Imagem da notícia “Esta reforma não é aprovada pela sociedade”, diz presidente do  Dieese

O Brasil precisa discutir uma reforma da Previdência  que leve em consideração a relação da política de Seguridade Social com outros problemas importantes para o país: a segurança alimentar, a proteção à velhice e a redução do número de filhos por família, por exemplo. A PEC 287 não considera nada disso. Nem temas específicos do sistema previdenciário, como a necessidade de ter receitas que o sustentem no longo prazo e uma gestão eficaz são levados em conta na proposta do governo Temer. Muito menos as mudanças em curso no mercado de trabalho.

Para Clemente Ganz Lúcio, presidente do Dieese, não há sentido em realizar uma reforma assim, que retira direitos sem ouvir sociedade, por um governo sem legitimidade para fazê-la. Ele usa como exemplo a Lei da Terceirização, sancionada por Michel Temer em 31 de março. As empresas acham que vão acabar os contenciosos trabalhistas, mas não é isso que vai acontecer. O movimento sindical vai continuar denunciando à Justiça a precarização, prevê. É um lei ruim, não deveria ter sido feita.
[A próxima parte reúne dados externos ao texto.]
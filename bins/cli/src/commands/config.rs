//! `config check` and `config show` handlers.

use super::{CommandEnv, error_output};
use crate::CliOutput;
use crate::error::{CliError, ExitCode};
use crate::format::{OutputMode, log_info, ndjson_summary, pretty_json};
use scantel_infra::{load_effective_config_json, redact_endpoint};
use serde_json::Value;
use std::path::Path;

/// Validate the effective config (file + `SCANTEL_*` overrides).
pub fn run_config_check(
    mode: OutputMode,
    env: &CommandEnv,
    path: Option<&Path>,
) -> Result<CliOutput, CliError> {
    let loaded = match load_effective_config_json(&env.vars, path) {
        Ok(loaded) => loaded,
        Err(error) => return Ok(error_output(mode, &error)),
    };
    let config = redacted_config(&loaded)?;
    let summary = Summary::from_config(&config);

    let mut stderr = String::new();
    log_info(&mut stderr, "config check completed", mode.no_progress);

    let stdout = if mode.is_ndjson() {
        ndjson_summary("ok", "config", Some(serde_json::json!({ "configPath": display(path) })))
    } else if mode.is_json() {
        pretty_json(&serde_json::json!({
            "status": "ok",
            "configPath": display(path),
            "effectiveConfig": config,
        }))?
    } else {
        let mut out = String::from("status: ok\nconfig: ok\n");
        if let Some(path) = path {
            out.push_str(&format!("path: {}\n", path.display()));
        }
        out.push_str(&format!(
            "endpoint: {}\nexporter: {}\n",
            summary.endpoint, summary.exporter
        ));
        out
    };

    Ok(CliOutput {
        stdout,
        stderr,
        exit_code: ExitCode::Ok,
    })
}

/// Print the effective config as pretty JSON.
pub fn run_config_show(
    mode: OutputMode,
    env: &CommandEnv,
    path: Option<&Path>,
) -> Result<CliOutput, CliError> {
    let loaded = match load_effective_config_json(&env.vars, path) {
        Ok(loaded) => loaded,
        Err(error) => return Ok(error_output(mode, &error)),
    };
    let config = redacted_config(&loaded)?;

    let mut stderr = String::new();
    log_info(&mut stderr, "config show completed", mode.no_progress);

    let stdout = if mode.is_ndjson() {
        ndjson_summary(
            "ok",
            "config",
            Some(serde_json::json!({ "effectiveConfig": config })),
        )
    } else if mode.is_json() {
        pretty_json(&serde_json::json!({
            "status": "ok",
            "configPath": display(path),
            "effectiveConfig": config,
        }))?
    } else {
        let mut out = String::from("status: ok\nconfig:\n");
        out.push_str(&pretty_json(&config)?);
        out
    };

    Ok(CliOutput {
        stdout,
        stderr,
        exit_code: ExitCode::Ok,
    })
}

struct Summary {
    endpoint: String,
    exporter: String,
}

impl Summary {
    fn from_config(config: &Value) -> Self {
        let text = |pointer: &str| {
            config
                .pointer(pointer)
                .and_then(Value::as_str)
                .unwrap_or_default()
                .to_string()
        };
        let directory = text("/exporter/directory");
        Self {
            endpoint: text("/metrics/endpoint"),
            exporter: if directory.is_empty() {
                "disabled".to_string()
            } else {
                format!("{directory} ({})", text("/exporter/filePrefix"))
            },
        }
    }
}

/// Parse the effective config JSON and redact the metrics endpoint.
fn redacted_config(loaded: &str) -> Result<Value, serde_json::Error> {
    let mut config: Value = serde_json::from_str(loaded)?;
    if let Some(endpoint) = config.pointer_mut("/metrics/endpoint") {
        let redacted = endpoint.as_str().map(redact_endpoint);
        if let Some(redacted) = redacted {
            *endpoint = Value::from(redacted);
        }
    }
    Ok(config)
}

fn display(path: Option<&Path>) -> Option<String> {
    path.map(|path| path.to_string_lossy().into_owned())
}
Os recuos anunciados pelo governo e pelo relator da PEC 287, Arthur Maia (PPS/BA), não mudam o fato de que o projeto retira direitos e dificulta o acesso a benefícios. E, pior, não vão garantir a saúde da previdência pública brasileira. É preciso articular a reorganização pensando no comportamento do mercado de trabalho no longo prazo, em uma sociedade que tende cada vez mais a deslocar os empregos para o setor de serviços, reduzir cada vez mais a permanência em empregos estáveis, um fluxo de entrada e saída do mercado de trabalho mais intenso, tempos contributivos menores, tendência de maior instabilidade no mercado. Em um mercado mais desestruturado, tem que se pensar outra fonte de financiamento da Previdência. É evidente que a participação contributiva na folha tende a diminuir, se nada for feito. Então um pensamento estratégico da Previdência exige uma discussão tributária, para manter os atuais direitos, raciocina.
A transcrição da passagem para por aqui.